Destacó que “el segundo mensaje lo ha dado el actual canciller Mario López en la sesión del 1º de julio en la Comisión de Relaciones Exteriores cuando dijo que había que hacer más estudios, llamó a un debate mayor, en cierta medida retrocedió, porque hay que recordar que el poder Ejecutivo remitió hace un año al Congreso el proyecto de resolución legislativa para que lo evaluara y lo aprobara”. “Entonces, ahí tenemos un segundo mensaje del actual canciller que llama al estudio y a la prudencia y evidentemente no ratifica claramente la posición del gobierno”, manifestó.

“El tercer mensaje es que el presidente de la República el 28 de julio, cuando tuvo que asistir al Congreso para la investidura del señor Cateriano y para la nueva investidura del señor Martos, ninguno de los tres consignó una sola expresión en el Congreso, que ya estaba la Comisión de Relaciones Exteriores estudiando el Acuerdo de Escazú, para ver si es conveniente para los intereses nacionales, los tres no emitieron una sola palabra a favor”, añadió.

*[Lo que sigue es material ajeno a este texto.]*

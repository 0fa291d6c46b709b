/// Test data generators

use alloy_primitives::Address;
use rand::Rng;

/// Generate random bytes
pub fn random_bytes(len: usize) -> Vec<u8> {
    let mut rng = rand::thread_rng();
    (0..len).map(|_| rng.gen()).collect()
}

/// Generate a random account address
pub fn random_address() -> Address {
    Address::from_slice(&random_bytes(20))
}

/// Generate non-empty random initcode up to `max_len` bytes
pub fn random_initcode(max_len: usize) -> Vec<u8> {
    let mut rng = rand::thread_rng();
    let len = rng.gen_range(1..=max_len.max(1));
    random_bytes(len)
}
// Storage adapter
//
// Bridges RocksDB to revm's Database traits. Contract code is indexed both
// by account address and by code hash so code_by_hash lookups resolve.

use alloy_primitives::{keccak256, Address, Bytes, B256, U256};
use anyhow::Result;
use revm::{
    primitives::{AccountInfo, Bytecode},
    Database, DatabaseRef,
};
use rocksdb::DB;
use std::sync::Arc;

use crate::types::{Account, KECCAK_EMPTY};

const ACCOUNT_PREFIX: &[u8] = b"acct/";
const STORAGE_PREFIX: &[u8] = b"slot/";
const CODE_PREFIX: &[u8] = b"code/";
const CODE_HASH_PREFIX: &[u8] = b"codehash/";
const BLOCK_HASH_PREFIX: &[u8] = b"blockhash/";

fn account_key(address: &Address) -> Vec<u8> {
    [ACCOUNT_PREFIX, address.as_slice()].concat()
}

fn storage_key(address: &Address, slot: &U256) -> Vec<u8> {
    [STORAGE_PREFIX, address.as_slice(), &slot.to_be_bytes::<32>()].concat()
}

fn code_key(address: &Address) -> Vec<u8> {
    [CODE_PREFIX, address.as_slice()].concat()
}

fn code_hash_key(hash: &B256) -> Vec<u8> {
    [CODE_HASH_PREFIX, hash.as_slice()].concat()
}

fn block_hash_key(number: u64) -> Vec<u8> {
    [BLOCK_HASH_PREFIX, &number.to_be_bytes()[..]].concat()
}

/// EVM state backed by RocksDB
#[derive(Clone)]
pub struct EvmStorage {
    db: Arc<DB>,
}

impl EvmStorage {
    /// Create a new storage instance over an open database
    pub fn new(db: Arc<DB>) -> Self {
        Self { db }
    }

    /// Get account information
    pub fn get_account(&self, address: &Address) -> Result<Option<Account>> {
        match self.db.get(account_key(address))? {
            Some(bytes) => Ok(Some(bincode::deserialize(&bytes)?)),
            None => Ok(None),
        }
    }

    /// Store account information
    pub fn set_account(&self, address: &Address, account: &Account) -> Result<()> {
        self.db
            .put(account_key(address), bincode::serialize(account)?)?;
        Ok(())
    }

    /// Get storage slot value (zero when unset)
    pub fn get_storage(&self, address: &Address, slot: &U256) -> Result<U256> {
        match self.db.get(storage_key(address, slot))? {
            Some(bytes) if bytes.len() == 32 => {
                let mut word = [0u8; 32];
                word.copy_from_slice(&bytes);
                Ok(U256::from_be_bytes(word))
            }
            _ => Ok(U256::ZERO),
        }
    }

    /// Set storage slot value
    pub fn set_storage(&self, address: &Address, slot: &U256, value: &U256) -> Result<()> {
        self.db
            .put(storage_key(address, slot), value.to_be_bytes::<32>())?;
        Ok(())
    }

    /// Get contract code by account address
    pub fn get_code(&self, address: &Address) -> Result<Option<Bytes>> {
        match self.db.get(code_key(address))? {
            Some(bytes) => Ok(Some(Bytes::from(bytes))),
            None => Ok(None),
        }
    }

    /// Get contract code by code hash
    pub fn get_code_by_hash(&self, hash: &B256) -> Result<Option<Bytes>> {
        match self.db.get(code_hash_key(hash))? {
            Some(bytes) => Ok(Some(Bytes::from(bytes))),
            None => Ok(None),
        }
    }

    /// Store contract code under both the address and the code hash
    pub fn set_code(&self, address: &Address, code: &Bytes) -> Result<()> {
        let hash = keccak256(code);
        self.db.put(code_key(address), code.as_ref())?;
        self.db.put(code_hash_key(&hash), code.as_ref())?;
        Ok(())
    }

    /// Get block hash by number
    pub fn get_block_hash(&self, number: u64) -> Result<Option<B256>> {
        match self.db.get(block_hash_key(number))? {
            Some(bytes) if bytes.len() == 32 => Ok(Some(B256::from_slice(&bytes))),
            _ => Ok(None),
        }
    }

    /// Store block hash
    pub fn set_block_hash(&self, number: u64, hash: &B256) -> Result<()> {
        self.db.put(block_hash_key(number), hash.as_slice())?;
        Ok(())
    }

    fn account_info(&self, address: &Address) -> Result<Option<AccountInfo>> {
        match self.get_account(address)? {
            Some(account) => {
                let code = if account.code_hash == KECCAK_EMPTY {
                    None
                } else {
                    self.get_code(address)?
                        .map(|bytes| Bytecode::new_raw(bytes))
                };
                Ok(Some(AccountInfo {
                    balance: account.balance,
                    nonce: account.nonce,
                    code_hash: account.code_hash,
                    code,
                }))
            }
            None => Ok(None),
        }
    }
}

impl Database for EvmStorage {
    type Error = anyhow::Error;

    fn basic(&mut self, address: Address) -> Result<Option<AccountInfo>, Self::Error> {
        self.account_info(&address)
    }

    fn code_by_hash(&mut self, code_hash: B256) -> Result<Bytecode, Self::Error> {
        match self.get_code_by_hash(&code_hash)? {
            Some(bytes) => Ok(Bytecode::new_raw(bytes)),
            None => Ok(Bytecode::default()),
        }
    }

    fn storage(&mut self, address: Address, index: U256) -> Result<U256, Self::Error> {
        self.get_storage(&address, &index)
    }

    fn block_hash(&mut self, number: u64) -> Result<B256, Self::Error> {
        Ok(self.get_block_hash(number)?.unwrap_or(B256::ZERO))
    }
}

impl DatabaseRef for EvmStorage {
    type Error = anyhow::Error;

    fn basic_ref(&self, address: Address) -> Result<Option<AccountInfo>, Self::Error> {
        self.account_info(&address)
    }

    fn code_by_hash_ref(&self, code_hash: B256) -> Result<Bytecode, Self::Error> {
        match self.get_code_by_hash(&code_hash)? {
            Some(bytes) => Ok(Bytecode::new_raw(bytes)),
            None => Ok(Bytecode::default()),
        }
    }

    fn storage_ref(&self, address: Address, index: U256) -> Result<U256, Self::Error> {
        self.get_storage(&address, &index)
    }

    fn block_hash_ref(&self, number: u64) -> Result<B256, Self::Error> {
        Ok(self.get_block_hash(number)?.unwrap_or(B256::ZERO))
    }
}
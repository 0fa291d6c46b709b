// Risk tiers
//
// Each pair blueprint belongs to one tier; the tier fixes the pair's
// collateral and interest parameters at deployment.

/// Pair risk tier
#[derive(Debug, Clone, Copy, PartialEq, Eq, Hash)]
pub enum RiskTier {
    /// Like-kind assets (e.g. stablecoin/stablecoin)
    Stable,
    Low,
    Medium,
    High,
}

/// Per-tier deployment parameters
///
/// Rates are scaled by 1e5; interest is a per-second rate scaled by 1e18.
#[derive(Debug, Clone, Copy, PartialEq, Eq)]
pub struct TierParameters {
    pub collateralization_rate: u64,
    pub liquidation_multiplier: u64,
    pub minimum_interest_per_second: u64,
    pub maximum_interest_per_second: u64,
}

impl RiskTier {
    /// All tiers, in ascending order of risk
    pub const ALL: [RiskTier; 4] = [
        RiskTier::Stable,
        RiskTier::Low,
        RiskTier::Medium,
        RiskTier::High,
    ];

    /// Wire tag for the tier
    pub fn tag(self) -> u8 {
        match self {
            RiskTier::Stable => 0,
            RiskTier::Low => 1,
            RiskTier::Medium => 2,
            RiskTier::High => 3,
        }
    }

    /// Tier for a wire tag
    pub fn from_tag(tag: u8) -> Option<Self> {
        match tag {
            0 => Some(RiskTier::Stable),
            1 => Some(RiskTier::Low),
            2 => Some(RiskTier::Medium),
            3 => Some(RiskTier::High),
            _ => None,
        }
    }

    /// Deployment parameters for the tier
    pub fn parameters(self) -> TierParameters {
        match self {
            RiskTier::Stable => TierParameters {
                collateralization_rate: 95_000,
                liquidation_multiplier: 103_000,
                minimum_interest_per_second: 158_548_960,
                maximum_interest_per_second: 3_170_979_200,
            },
            RiskTier::Low => TierParameters {
                collateralization_rate: 85_000,
                liquidation_multiplier: 106_000,
                minimum_interest_per_second: 317_097_920,
                maximum_interest_per_second: 15_854_896_000,
            },
            RiskTier::Medium => TierParameters {
                collateralization_rate: 75_000,
                liquidation_multiplier: 112_000,
                minimum_interest_per_second: 317_097_920,
                maximum_interest_per_second: 31_709_792_000,
            },
            RiskTier::High => TierParameters {
                collateralization_rate: 65_000,
                liquidation_multiplier: 120_000,
                minimum_interest_per_second: 634_195_840,
                maximum_interest_per_second: 63_419_584_000,
            },
        }
    }
}
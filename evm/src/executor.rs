// Transaction executor
//
// Runs deployment and call transactions through revm and commits the
// resulting state to the cache. Calls addressed to registered native
// contracts bypass the interpreter and are dispatched in Rust.

use alloy_primitives::{Address, Bytes, B256, U256};
use anyhow::{anyhow, bail, Result};
use revm::{
    db::CacheDB,
    primitives::{AccountInfo, Env, ExecutionResult, Output, ResultAndState, TxKind, KECCAK_EMPTY},
    Database, DatabaseCommit, Evm,
};
use std::collections::HashMap;
use std::sync::{Arc, RwLock};
use tracing::debug;

use crate::natives::{CallContext, Host, NativeContract, NativeOutcome};
use crate::storage::EvmStorage;
use crate::types::{Log, Receipt, Transaction};

/// Gas ceiling for read-only calls
const VIEW_GAS_LIMIT: u64 = 1_000_000;

/// EVM executor over cached RocksDB-backed state
pub struct EvmExecutor {
    /// Cached database for efficient state access
    cache: Arc<RwLock<CacheDB<EvmStorage>>>,
    /// Native contract instances bound to deployed addresses
    natives: HashMap<Address, Box<dyn NativeContract>>,
    /// Current block number
    block_number: u64,
    /// Current block timestamp
    block_timestamp: u64,
}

Subrayó que “evidentemente se han dado cuenta que la situación es compleja, que el acuerdo, como explique en la Comisión de Relaciones Exteriores, invitado para sostener mi oposición, toda vez que había ventilado en los medios de comunicación una oposición racional, basada en dos principios, en el de la supremacía de la realidad y de la incapacidad material, quitándole toda carga ideológica”. “Ahí sustenté mi oposición basada en los documentos, tras ello a la media hora remití un informe de 75 páginas, 50 sustentando mi oposición y los anexos correspondientes, algo que pedí que formara parte de las actas de la comisión, lo cual ya está y que colgaron en la web el informe para su público conocimiento”, mencionó. 

“En la comisión me preguntaron por qué Chile que había sido tan entusiasta, habiendo sido copresidente de la comisión de redacción y negociación del Acuerdo de Escazú, hace cinco años, todavía no la había ratificado. Yo recordé que la habían ratificado algunos pequeños países del Caribe inglés y de esos, tres forman la Mancomunidad Británica, que reconoce a la corona inglesa como jefe de Estado”, expresó.

“Recordé que en 1840 comenzaron los primeros movimientos que nos llevaron a una guerra infausta en 1879, no con tres países partícipes sino con cuatro en la práctica, Inglaterra ayudó claramente a quien fue contendor en la Guerra del Pacífico. Entonces, había que ser suspicaz. Mencioné que Bolivia había entablado una demanda ante la Corte Internacional de Justicia, lo que está previsto en el Acuerdo de Escazú como un mecanismo de solución de controversias de Estado a Estado”, añadió.

“Ahí recordé que Bolivia había entablado una demanda usando algunos argumentos que están en el Acuerdo de Escazú y yo aseguré (casi aposté) en la Comisión de Relaciones Exteriores que Chile no iba a ratificar ese acuerdo. Un mes antes, yo dije que antes de ser neoambientalistas, son patriotas. Hace 10 días, el canciller chileno notificó oficialmente ante la comunidad internacional que no iban a firmar el Acuerdo de Escazú, porque era contrario a sus intereses”, acotó.